_Activity_
Below are the records; count how many of their lines contain the word "None" and give that number only.

(Material for this exercise begins)

use async_trait::async_trait;
use poise::serenity_prelude as serenity;

use crate::core::commands::{BotCommand, CommandContext, CommandError, CommandReply};
use crate::discord::{Context, Error};

pub const HELP_USAGE: &str = "help [command] - show usage for one command, or for all of them";

/// Prefix `help` command. Holds a snapshot of the catalog taken when the
/// registry was built, since it cannot borrow the registry it lives in.
pub struct HelpCommand {
    entries: Vec<(String, String)>,
    prefix: String,
}

impl HelpCommand {
    pub fn new(mut entries: Vec<(String, String)>, prefix: impl Into<String>) -> Self {
        entries.sort();
        Self {
            entries,
            prefix: prefix.into(),
        }
    }
}

#[async_trait]
impl BotCommand for HelpCommand {
    async fn execute(
        &self,
        _ctx: &CommandContext,
        args: &[String],
    ) -> Result<CommandReply, CommandError> {
        match args {
            [] => {
                let lines: Vec<String> = self
                    .entries
                    .iter()
                    .map(|(_, usage)| format!("`{}{}`", self.prefix, usage))
                    .collect();
                Ok(CommandReply::text(format!(
                    "**Commands:**\n{}",
                    lines.join("\n")
                )))
            }
            [name] => {
                let wanted = name.to_ascii_lowercase();
                let (_, usage) = self
                    .entries
                    .iter()
                    .find(|(entry, _)| *entry == wanted)
                    .ok_or_else(|| CommandError::UnknownCommand(name.clone()))?;
                Ok(CommandReply::text(format!("`{}{}`", self.prefix, usage)))
            }
            _ => Err(CommandError::Usage("expected at most one command name".to_string())),
        }
    }

    fn describe(&self) -> &str {
        HELP_USAGE
    }
}

/// Show every prefix command with its usage.
#[poise::command(slash_command)]
pub async fn help(ctx: Context<'_>) -> Result<(), Error> {
    let data = ctx.data();
    let entries: Vec<String> = data
        .commands
        .catalog()
        .into_iter()
        .map(|(_, usage)| format!("- `{}{}`", data.prefix, usage))
        .collect();

    let mut embed = serenity::CreateEmbed::new()
        .title("Imgur Tracker Commands")
        .description(format!(
            "Commands start with `{}`. Arguments with spaces can be wrapped in double quotes.",
            data.prefix
        ))
        .color(serenity::Colour::from_rgb(88, 101, 242))
        .timestamp(serenity::Timestamp::now());

    // Chunk entries to avoid hitting the 1024 char limit per field
    for (i, chunk) in chunk_entries(&entries).iter().enumerate() {
        let field_name = if i == 0 { "Usage" } else { "Usage (cont.)" };
        embed = embed.field(field_name, chunk.join("\n"), false);
    }

    embed = embed.footer(serenity::CreateEmbedFooter::new(
        "Tracking commands need moderator permission.",
    ));

    ctx.send(poise::CreateReply::default().embed(embed)).await?;

    Ok(())
}

fn chunk_entries(entries: &[String]) -> Vec<Vec<String>> {
    let mut chunks = Vec::new();
    let mut current_chunk = Vec::new();
    let mut current_length = 0;

    for entry in entries {
        let entry_len = entry.len();
        // Discord field value limit is 1024. We leave a bit of buffer.
        if current_length + entry_len + 1 > 1000 && !current_chunk.is_empty() {
            chunks.push(std::mem::take(&mut current_chunk));
            current_length = 0;
        }

        current_chunk.push(entry.clone());
        current_length += entry_len + 1; // +1 for newline
    }

    if !current_chunk.is_empty() {
        chunks.push(current_chunk);
    }

    chunks
}
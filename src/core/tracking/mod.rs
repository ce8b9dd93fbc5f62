// Core tracking module - trackers, permission levels and the service that
// manages them.

pub mod tracking_models;
pub mod tracking_service;

pub use tracking_models::*;
pub use tracking_service::*;
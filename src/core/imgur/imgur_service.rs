// Read-only questions about Imgur posts. The service owns the client and keeps the
// commands free of any knowledge about how comments or tags are fetched.

use crate::core::comments::contains_identifier;

use super::imgur_models::{validate_imgur_id, ImgurClient, ImgurError};
use super::rating::Rating;

pub struct ImgurService<C: ImgurClient> {
    client: C,
}

impl<C: ImgurClient> ImgurService<C> {
    pub fn new(client: C) -> Self {
        Self { client }
    }

    #[cfg(test)]
    pub fn client(&self) -> &C {
        &self.client
    }

    fn validate_post_id(post_id: &str) -> Result<&str, ImgurError> {
        validate_imgur_id("post id", post_id)
    }

    /// Is `comment_id` anywhere in the comment tree of `post_id`?
    pub async fn contains_comment(&self, post_id: &str, comment_id: u64) -> Result<bool, ImgurError> {
        let post_id = Self::validate_post_id(post_id)?;
        let forest = self.client.get_comments(post_id).await?;

        tracing::debug!(post_id, comment_id, roots = forest.len(), "Searching comment tree");
        Ok(contains_identifier(&forest, comment_id))
    }

    pub async fn post_rating(&self, post_id: &str) -> Result<Rating, ImgurError> {
        let post_id = Self::validate_post_id(post_id)?;
        let post = self.client.get_post(post_id).await?;
        let rating = Rating::classify(post.nsfw, &post.tags);

        tracing::debug!(post_id = %post.id, %rating, tags = post.tags.len(), "Rated post");
        Ok(rating)
    }
}
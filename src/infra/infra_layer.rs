// The infra module contains implementations of core traits.
// Each feature implementation goes in its own submodule.

#[path = "tracking/mod.rs"]
pub mod tracking;

#[path = "imgur/mod.rs"]
pub mod imgur;

#[path = "config.rs"]
pub mod config;
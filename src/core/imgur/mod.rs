// Core Imgur module - the port the infra client implements, error
// classification, ratings, and the service built on top of them.

pub mod imgur_models;
pub mod imgur_service;
pub mod rating;

pub use imgur_models::*;
pub use imgur_service::ImgurService;
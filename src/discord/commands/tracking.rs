// Prefix commands for managing trackers.
//
// **Notice the pattern:**
// 1. Check guild and permission on the context
// 2. Parse arguments into domain types
// 3. Call the core service and format the result
//
// Every failure is returned as a `CommandError`; the router decides how to show it.

use std::sync::Arc;

use async_trait::async_trait;

use crate::core::commands::{BotCommand, CommandContext, CommandError, CommandReply};
use crate::core::imgur::ImgurClient;
use crate::core::tracking::{PermissionLevel, TrackerService, TrackerStore};

/// Accepts `<@123>` or `<@!123>`. Bare ids are refused: only real mentions
/// arrive with the member's name.
fn parse_user_mention(arg: &str) -> Option<u64> {
    arg.strip_prefix("<@")
        .and_then(|rest| rest.strip_suffix('>'))
        .map(|rest| rest.strip_prefix('!').unwrap_or(rest))
        .and_then(|id| id.parse().ok())
        .filter(|id| *id != 0)
}

pub struct TrackCommand<C: ImgurClient, S: TrackerStore> {
    trackers: Arc<TrackerService<C, S>>,
}

impl<C: ImgurClient, S: TrackerStore> TrackCommand<C, S> {
    pub fn new(trackers: Arc<TrackerService<C, S>>) -> Self {
        Self { trackers }
    }
}

#[async_trait]
impl<C: ImgurClient, S: TrackerStore> BotCommand for TrackCommand<C, S> {
    async fn execute(
        &self,
        ctx: &CommandContext,
        args: &[String],
    ) -> Result<CommandReply, CommandError> {
        let guild_id = ctx.require_guild()?;
        ctx.require_permission(PermissionLevel::Moderator)?;

        let (member_arg, imgur_name, permission_arg) = match args {
            [member, imgur] => (member, imgur, None),
            [member, imgur, permission] => (member, imgur, Some(permission)),
            _ => {
                return Err(CommandError::Usage(
                    "expected a member and an Imgur name".to_string(),
                ))
            }
        };

        let discord_id = parse_user_mention(member_arg).ok_or_else(|| {
            CommandError::Usage(format!("`{member_arg}` is not a member mention"))
        })?;
        let discord = ctx.mentioned(discord_id).cloned().ok_or_else(|| {
            CommandError::Usage("mention the member so their name can be recorded".to_string())
        })?;

        let permission = match permission_arg {
            Some(raw) => raw.parse::<PermissionLevel>()?,
            None => PermissionLevel::User,
        };
        // Nobody can hand out more than they hold.
        ctx.require_permission(permission)?;

        let tracker = self
            .trackers
            .track(guild_id, discord, imgur_name, permission, ctx.invoker.permission)
            .await?;

        Ok(CommandReply::text(format!(
            "Now tracking Imgur account `{}` for <@{}> with {} permission.",
            tracker.imgur().name,
            tracker.discord().id,
            tracker.permission()
        )))
    }

    fn describe(&self) -> &str {
        "track <@member> <imgur name> [user|moderator|admin] - link a member to an Imgur account (moderators only)"
    }
}

pub struct UntrackCommand<C: ImgurClient, S: TrackerStore> {
    trackers: Arc<TrackerService<C, S>>,
}

impl<C: ImgurClient, S: TrackerStore> UntrackCommand<C, S> {
    pub fn new(trackers: Arc<TrackerService<C, S>>) -> Self {
        Self { trackers }
    }
}

#[async_trait]
impl<C: ImgurClient, S: TrackerStore> BotCommand for UntrackCommand<C, S> {
    async fn execute(
        &self,
        ctx: &CommandContext,
        args: &[String],
    ) -> Result<CommandReply, CommandError> {
        let guild_id = ctx.require_guild()?;
        ctx.require_permission(PermissionLevel::Moderator)?;

        let [imgur_name] = args else {
            return Err(CommandError::Usage("expected one Imgur name".to_string()));
        };

        if self
            .trackers
            .untrack(guild_id, imgur_name, ctx.invoker.permission)
            .await? {
            Ok(CommandReply::text(format!(
                "Stopped tracking Imgur account `{imgur_name}`."
            )))
        } else {
            Ok(CommandReply::text(format!(
                "No tracker found for `{imgur_name}`."
            )))
        }
    }

    fn describe(&self) -> &str {
        "untrack <imgur name> - stop tracking an Imgur account (moderators only)"
    }
}

pub struct TrackersCommand<C: ImgurClient, S: TrackerStore> {
    trackers: Arc<TrackerService<C, S>>,
}

impl<C: ImgurClient, S: TrackerStore> TrackersCommand<C, S> {
    pub fn new(trackers: Arc<TrackerService<C, S>>) -> Self {
        Self { trackers }
    }
}

#[async_trait]
impl<C: ImgurClient, S: TrackerStore> BotCommand for TrackersCommand<C, S> {
    async fn execute(
        &self,
        ctx: &CommandContext,
        _args: &[String],
    ) -> Result<CommandReply, CommandError> {
        let guild_id = ctx.require_guild()?;
        let trackers = self.trackers.list(guild_id).await?;

        if trackers.is_empty() {
            return Ok(CommandReply::text(
                "No Imgur accounts are being tracked in this server.",
            ));
        }

        let lines: Vec<String> = trackers
            .iter()
            .map(|t| {
                format!(
                    "- `{}` -> <@{}> ({}, since <t:{}:R>)",
                    t.imgur().name,
                    t.discord().id,
                    t.permission(),
                    t.tracked_since().timestamp()
                )
            })
            .collect();

        Ok(CommandReply::text(format!(
            "**Tracked Imgur accounts ({}):**\n{}",
            trackers.len(),
            lines.join("\n")
        )))
    }

    fn describe(&self) -> &str {
        "trackers - list the Imgur accounts tracked in this server"
    }
}

#[cfg(test)]
mod tests {
    use super::*;
    use crate::core::commands::test_support::{args, context};
    use crate::core::imgur::imgur_service::test_support::FakeImgurClient;
    use crate::core::tracking::{PlatformIdentity, TrackerError};
    use crate::infra::tracking::InMemoryTrackerStore;

    type Service = TrackerService<FakeImgurClient, InMemoryTrackerStore>;

    fn service() -> Arc<Service> {
        Arc::new(TrackerService::new(
            FakeImgurClient::default().with_account("CrabPoster", 99),
            InMemoryTrackerStore::new(),
        ))
    }

    fn mod_context() -> CommandContext {
        let mut ctx = context(PermissionLevel::Moderator);
        ctx.mentions.push(PlatformIdentity::new("ferris", 42));
        ctx
    }

    #[test]
    fn parses_only_real_mentions() {
        assert_eq!(parse_user_mention("<@42>"), Some(42));
        assert_eq!(parse_user_mention("<@!42>"), Some(42));
        assert_eq!(parse_user_mention("42"), None);
        assert_eq!(parse_user_mention("<@0>"), None);
        assert_eq!(parse_user_mention("ferris"), None);
    }

    #[tokio::test]
    async fn track_then_list() {
        let service = service();
        let track = TrackCommand::new(Arc::clone(&service));
        let list = TrackersCommand::new(Arc::clone(&service));

        let reply = track
            .execute(&mod_context(), &args(&["<@42>", "crabposter"]))
            .await
            .unwrap();
        assert!(reply.content.contains("`CrabPoster`"));
        assert!(reply.content.contains("<@42>"));

        let reply = list.execute(&mod_context(), &[]).await.unwrap();
        assert!(reply.content.contains("(1)"));
        assert!(reply.content.contains("`CrabPoster` -> <@42> (user"));
    }

    #[tokio::test]
    async fn track_requires_moderator() {
        let mut ctx = mod_context();
        ctx.invoker.permission = PermissionLevel::User;

        let err = TrackCommand::new(service())
            .execute(&ctx, &args(&["<@42>", "crabposter"]))
            .await
            .unwrap_err();
        assert!(matches!(err, CommandError::PermissionDenied { .. }));
    }

    #[tokio::test]
    async fn cannot_grant_more_than_invoker_holds() {
        let err = TrackCommand::new(service())
            .execute(&mod_context(), &args(&["<@42>", "crabposter", "admin"]))
            .await
            .unwrap_err();
        assert!(matches!(
            err,
            CommandError::PermissionDenied {
                required: PermissionLevel::Admin
            }
        ));
    }

    #[tokio::test]
    async fn track_reports_usage_and_domain_errors() {
        let track = TrackCommand::new(service());

        let err = track.execute(&mod_context(), &args(&["<@42>"])).await.unwrap_err();
        assert!(matches!(err, CommandError::Usage(_)));

        // Not mentioned, so there is no name to record.
        let err = track
            .execute(&mod_context(), &args(&["<@43>", "crabposter"]))
            .await
            .unwrap_err();
        assert!(matches!(err, CommandError::Usage(_)));

        let err = track
            .execute(&mod_context(), &args(&["<@42>", "crabposter", "owner"]))
            .await
            .unwrap_err();
        assert!(matches!(
            err,
            CommandError::Tracking(TrackerError::InvalidPermission(_))
        ));

        let err = track
            .execute(&mod_context(), &args(&["<@42>", "nobody"]))
            .await
            .unwrap_err();
        assert_eq!(err.to_string(), "No Imgur account named `nobody`");
    }

    #[tokio::test]
    async fn bare_ids_are_usage_errors() {
        let err = TrackCommand::new(service())
            .execute(&mod_context(), &args(&["42", "crabposter"]))
            .await
            .unwrap_err();
        assert!(matches!(err, CommandError::Usage(ref reason) if reason.contains("mention")));
    }

    #[tokio::test]
    async fn moderator_cannot_override_an_admin_tracker() {
        let service = service();
        let mut admin = context(PermissionLevel::Admin);
        admin.mentions.push(PlatformIdentity::new("boss", 7));
        TrackCommand::new(Arc::clone(&service))
            .execute(&admin, &args(&["<@7>", "crabposter", "admin"]))
            .await
            .unwrap();

        let mut moderator = context(PermissionLevel::Moderator);
        moderator.mentions.push(PlatformIdentity::new("tester", 500));
        let err = TrackCommand::new(Arc::clone(&service))
            .execute(&moderator, &args(&["<@500>", "crabposter", "user"]))
            .await
            .unwrap_err();
        assert!(matches!(
            err,
            CommandError::Tracking(TrackerError::Outranked {
                required: PermissionLevel::Admin
            })
        ));

        let err = UntrackCommand::new(Arc::clone(&service))
            .execute(&moderator, &args(&["crabposter"]))
            .await
            .unwrap_err();
        assert!(matches!(
            err,
            CommandError::Tracking(TrackerError::Outranked { .. })
        ));

        assert_eq!(
            service.permission_for(1, 7).await.unwrap(),
            Some(PermissionLevel::Admin)
        );
    }

    #[tokio::test]
    async fn untrack_removes_and_reports_missing() {
        let service = service();
        TrackCommand::new(Arc::clone(&service))
            .execute(&mod_context(), &args(&["<@42>", "crabposter"]))
            .await
            .unwrap();
        let untrack = UntrackCommand::new(Arc::clone(&service));

        let reply = untrack
            .execute(&mod_context(), &args(&["crabposter"]))
            .await
            .unwrap();
        assert!(reply.content.starts_with("Stopped tracking"));

        let reply = untrack
            .execute(&mod_context(), &args(&["crabposter"]))
            .await
            .unwrap();
        assert!(reply.content.starts_with("No tracker found"));
    }

    #[tokio::test]
    async fn tracker_commands_are_guild_only() {
        let mut ctx = mod_context();
        ctx.guild_id = None;

        let err = TrackersCommand::new(service())
            .execute(&ctx, &[])
            .await
            .unwrap_err();
        assert!(matches!(err, CommandError::GuildOnly));
    }

    #[tokio::test]
    async fn empty_list_has_friendly_message() {
        let reply = TrackersCommand::new(service())
            .execute(&context(PermissionLevel::User), &[])
            .await
            .unwrap();
        assert_eq!(
            reply.content,
            "No Imgur accounts are being tracked in this server."
        );
    }

    #[test]
    fn descriptions_are_present() {
        let service = service();
        let track = TrackCommand::new(Arc::clone(&service));
        assert!(track.describe().starts_with("track "));
        assert_eq!(track.describe(), track.describe());
        assert!(!UntrackCommand::new(Arc::clone(&service)).describe().is_empty());
        assert!(!TrackersCommand::new(service).describe().is_empty());
    }
}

(Material for this exercise ends)

_Written response_
6